Although the prophets leading up to John the Baptist served to prepare God’s people for Christ’s coming, God’s people would never be ready in themselves to receive him. Indeed, when God’s Son came he was greeted with mixed enthusiasm and hostility, ultimately handed over to be crucified. He would have to take it upon himself to suffer and sanctify his people by his coming.

Hence, the second half of Zechariah is preoccupied with the figure of a Shepherd King who rides into Jerusalem on what we have come to know as Palm Sunday, “humble and mounted on a donkey.” (9:9) He comes to serve his rebellious and wayward people, not make war against them. He is struck and the flock scattered, foreshadowing the flight of Christ’s disciples at the garden of Gethsemane. (13:7) In the midst of this conflict, however, a fountain for cleansing from sin is opened. (13:1) The close of Zechariah’s book is a picture of a river flowing in the middle of Jerusalem and renewing the whole earth. (14:8-9) This is also the result of Christ’s reign in the book of Revelation. (22:1-3)
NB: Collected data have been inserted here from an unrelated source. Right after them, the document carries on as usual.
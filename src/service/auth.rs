//! Authentication Service
//!
//! Orchestrator for the account-security core. Composes the password hasher,
//! token issuer, lockout guard, and recovery-token managers against the
//! credential store. All collaborators are injected at construction; there
//! is no global state.
//!
//! Every account mutation commits through the store's conditional update
//! before any result (or token) becomes observable, so concurrent attempts
//! against the same account cannot under-count lockouts or replay consumed
//! tokens.

use std::sync::Arc;
use std::time::Duration as StdDuration;
use uuid::Uuid;
use validator::Validate;

use crate::config::{AuthConfig, PasswordPolicy};
use crate::models::{
    AccessTokenClaims, Account, AccountSummary, AuthResponse, LoginRequest, RefreshTokenRequest,
    RegisterRequest, ResetPasswordRequest, ResetRequestAck, Role, TokenPair,
};
use crate::service::jwt::{TokenError, TokenIssuer};
use crate::service::lockout::{LockState, LoginAttemptGuard, LoginEvent};
use crate::service::recovery::{ResetTokenManager, VerificationTokenManager};
use crate::service::bounded;
use crate::store::CredentialStore;
use crate::utils::clock::Clock;
use crate::utils::error::{AuthError, AuthResult};
use crate::utils::security::PasswordHasher;
use crate::utils::validation::{normalize_email, validate_email};

/// Authentication orchestrator exposing the register/login/refresh/reset/
/// verify operations
pub struct AuthService {
    store: Arc<dyn CredentialStore>,
    clock: Arc<dyn Clock>,
    hasher: PasswordHasher,
    tokens: TokenIssuer,
    guard: LoginAttemptGuard,
    reset_tokens: ResetTokenManager,
    verification_tokens: VerificationTokenManager,
    password_policy: PasswordPolicy,
    store_timeout: StdDuration,
}

impl AuthService {
    /// Build the service from its collaborators and configuration
    pub fn new(
        store: Arc<dyn CredentialStore>,
        clock: Arc<dyn Clock>,
        config: AuthConfig,
    ) -> Self {
        let tokens = TokenIssuer::new(
            &config.jwt_secret,
            config.access_token_ttl,
            config.refresh_token_ttl,
        );
        let guard = LoginAttemptGuard::new(config.max_login_attempts, config.lockout_duration);
        let reset_tokens = ResetTokenManager::new(
            store.clone(),
            clock.clone(),
            config.reset_token_ttl,
            config.store_timeout,
        );
        let verification_tokens =
            VerificationTokenManager::new(store.clone(), clock.clone(), config.store_timeout);

        Self {
            store,
            clock,
            hasher: PasswordHasher::new(config.bcrypt_cost),
            tokens,
            guard,
            reset_tokens,
            verification_tokens,
            password_policy: config.password_policy,
            store_timeout: config.store_timeout,
        }
    }

    /// Register a new account.
    ///
    /// Hashes the password, stamps a verification token, persists the
    /// account, and returns a token pair with the account summary. The
    /// verification token reaches the user through an external delivery
    /// collaborator, never through this response.
    pub async fn register(&self, request: RegisterRequest) -> AuthResult<AuthResponse> {
        request
            .validate()
            .map_err(|e| AuthError::Validation(e.to_string()))?;
        self.password_policy
            .validate(&request.password)
            .map_err(AuthError::Validation)?;

        let email = normalize_email(&request.email);
        if bounded(self.store_timeout, self.store.find_by_email(&email))
            .await?
            .is_some()
        {
            return Err(AuthError::UserExists);
        }

        let password_hash = self.hash_password(request.password).await?;
        let now = self.clock.now();
        let mut account = Account::new(
            request.name,
            email,
            password_hash,
            request.role.unwrap_or(Role::Student),
            now,
        );
        let _verification_token = self.verification_tokens.issue(&mut account);

        // The unique email index closes the window left by the pre-check
        let account = bounded(self.store_timeout, self.store.insert(account)).await?;
        log::info!("registered account {} ({})", account.id, account.role);

        let tokens = self
            .tokens
            .issue_pair(&account, now)
            .map_err(|e| AuthError::internal("token signing failure", e))?;
        Ok(AuthResponse {
            tokens,
            account: (&account).into(),
        })
    }

    /// Authenticate with email and password.
    ///
    /// The stored lock state is evaluated before the password: an actively
    /// locked account rejects even correct credentials with
    /// [`AuthError::AccountLocked`]. The resulting guard transition commits
    /// to the store before any decision is returned.
    pub async fn login(&self, request: LoginRequest) -> AuthResult<AuthResponse> {
        request
            .validate()
            .map_err(|e| AuthError::Validation(e.to_string()))?;

        let email = normalize_email(&request.email);
        let mut account = bounded(self.store_timeout, self.store.find_by_email(&email))
            .await?
            // Unknown email is indistinguishable from a wrong password
            .ok_or(AuthError::InvalidCredentials)?;

        let now = self.clock.now();
        let state = LockState::of(&account);
        if let Some(until) = self.guard.active_lock(state, now) {
            log::debug!("rejected login for locked account {}", account.id);
            return Err(AuthError::AccountLocked { until });
        }

        let password_ok = self
            .check_password(request.password, account.password_hash.clone())
            .await?;
        let event = if password_ok {
            LoginEvent::Succeeded
        } else {
            LoginEvent::Failed
        };

        let new_state = self.guard.apply(state, event, now);
        new_state.apply_to(&mut account);
        if password_ok {
            account.last_login = Some(now);
        }
        account.updated_at = now;

        // Commit the transition before revealing the outcome
        let account = bounded(self.store_timeout, self.store.update(&account)).await?;

        if !password_ok {
            if let LockState::Locked { until, .. } = new_state {
                log::warn!("account {} locked until {}", account.id, until);
            }
            return Err(AuthError::InvalidCredentials);
        }

        let tokens = self
            .tokens
            .issue_pair(&account, now)
            .map_err(|e| AuthError::internal("token signing failure", e))?;
        log::info!("account {} logged in", account.id);
        Ok(AuthResponse {
            tokens,
            account: (&account).into(),
        })
    }

    /// Exchange a refresh token for a fresh token pair.
    ///
    /// Expired and tampered refresh tokens are rejected alike with
    /// [`AuthError::InvalidRefreshToken`].
    pub async fn refresh(&self, request: RefreshTokenRequest) -> AuthResult<TokenPair> {
        request
            .validate()
            .map_err(|e| AuthError::Validation(e.to_string()))?;

        let now = self.clock.now();
        let claims = self
            .tokens
            .verify_refresh(&request.refresh_token, now)
            .map_err(|_| AuthError::InvalidRefreshToken)?;
        let account_id =
            Uuid::parse_str(&claims.sub).map_err(|_| AuthError::InvalidRefreshToken)?;

        let account = bounded(self.store_timeout, self.store.find_by_id(account_id))
            .await?
            .ok_or(AuthError::UserNotFound)?;

        self.tokens
            .issue_pair(&account, now)
            .map_err(|e| AuthError::internal("token signing failure", e))
    }

    /// Request a password reset for an email address.
    ///
    /// Always acknowledges with the identical payload whether or not the
    /// email matches an account, to prevent enumeration. When it does match,
    /// a reset token is issued for external delivery.
    pub async fn request_password_reset(&self, email: &str) -> AuthResult<ResetRequestAck> {
        let email = normalize_email(email);
        if !validate_email(&email) {
            return Ok(ResetRequestAck::new());
        }

        if let Some(account) = bounded(self.store_timeout, self.store.find_by_email(&email)).await?
        {
            match self.reset_tokens.issue(account.id).await {
                Ok(_token) => {} // handed to the delivery collaborator, never returned
                // The account vanished between lookup and issue; still uniform
                Err(AuthError::UserNotFound) => {}
                Err(e) => return Err(e),
            }
        }

        Ok(ResetRequestAck::new())
    }

    /// Consume a reset token and install a new password
    pub async fn reset_password(&self, request: ResetPasswordRequest) -> AuthResult<()> {
        request
            .validate()
            .map_err(|e| AuthError::Validation(e.to_string()))?;
        self.password_policy
            .validate(&request.new_password)
            .map_err(AuthError::Validation)?;

        let password_hash = self.hash_password(request.new_password).await?;
        self.reset_tokens.consume(&request.token, password_hash).await
    }

    /// Consume an email-verification token
    pub async fn verify_email(&self, token: &str) -> AuthResult<()> {
        self.verification_tokens.consume(token).await
    }

    /// Load the account summary for a verified access-token subject
    pub async fn current_user(&self, account_id: Uuid) -> AuthResult<AccountSummary> {
        let account = bounded(self.store_timeout, self.store.find_by_id(account_id))
            .await?
            .ok_or(AuthError::UserNotFound)?;
        Ok((&account).into())
    }

    /// Verify an access token on behalf of the transport layer.
    ///
    /// Unlike the refresh path, expiry and tampering are reported
    /// separately here.
    pub fn verify_access_token(&self, token: &str) -> AuthResult<AccessTokenClaims> {
        self.tokens
            .verify_access(token, self.clock.now())
            .map_err(|e| match e {
                TokenError::Expired => AuthError::TokenExpired,
                TokenError::Invalid => AuthError::InvalidToken,
            })
    }

    /// Hash a password on the blocking pool; bcrypt is CPU-bound by design
    async fn hash_password(&self, password: String) -> AuthResult<String> {
        let hasher = self.hasher;
        tokio::task::spawn_blocking(move || hasher.hash(&password))
            .await
            .map_err(|e| AuthError::internal("hashing task failed", e))?
            .map_err(AuthError::from)
    }

    /// Verify a password on the blocking pool
    async fn check_password(&self, password: String, password_hash: String) -> AuthResult<bool> {
        let hasher = self.hasher;
        tokio::task::spawn_blocking(move || hasher.verify(&password, &password_hash))
            .await
            .map_err(|e| AuthError::internal("hashing task failed", e))
    }
}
When we are convicted of sin, called to repentance, and longing for righteousness and peace, prophets such as Zechariah point us to the Messiah whose servant leadership as Priest and King realizes these righteous aspirations and longings. “They will call upon my name, and I will answer them. They will call upon my name and I will answer them. I will say, ‘They are my people’; and they will say, ‘The LORD is my God.’” (13:9) This is the one for whom are hearts and consciences cry out.

The Rev. Steven M. McCarthy is a church planter at St. Barnabas Anglican Fellowship, an extension work in the Reformed Episcopal Church’s Diocese of Mid-America (ACNA). He and his wife Emily are raising four young children in their hometown of Lansing, MI.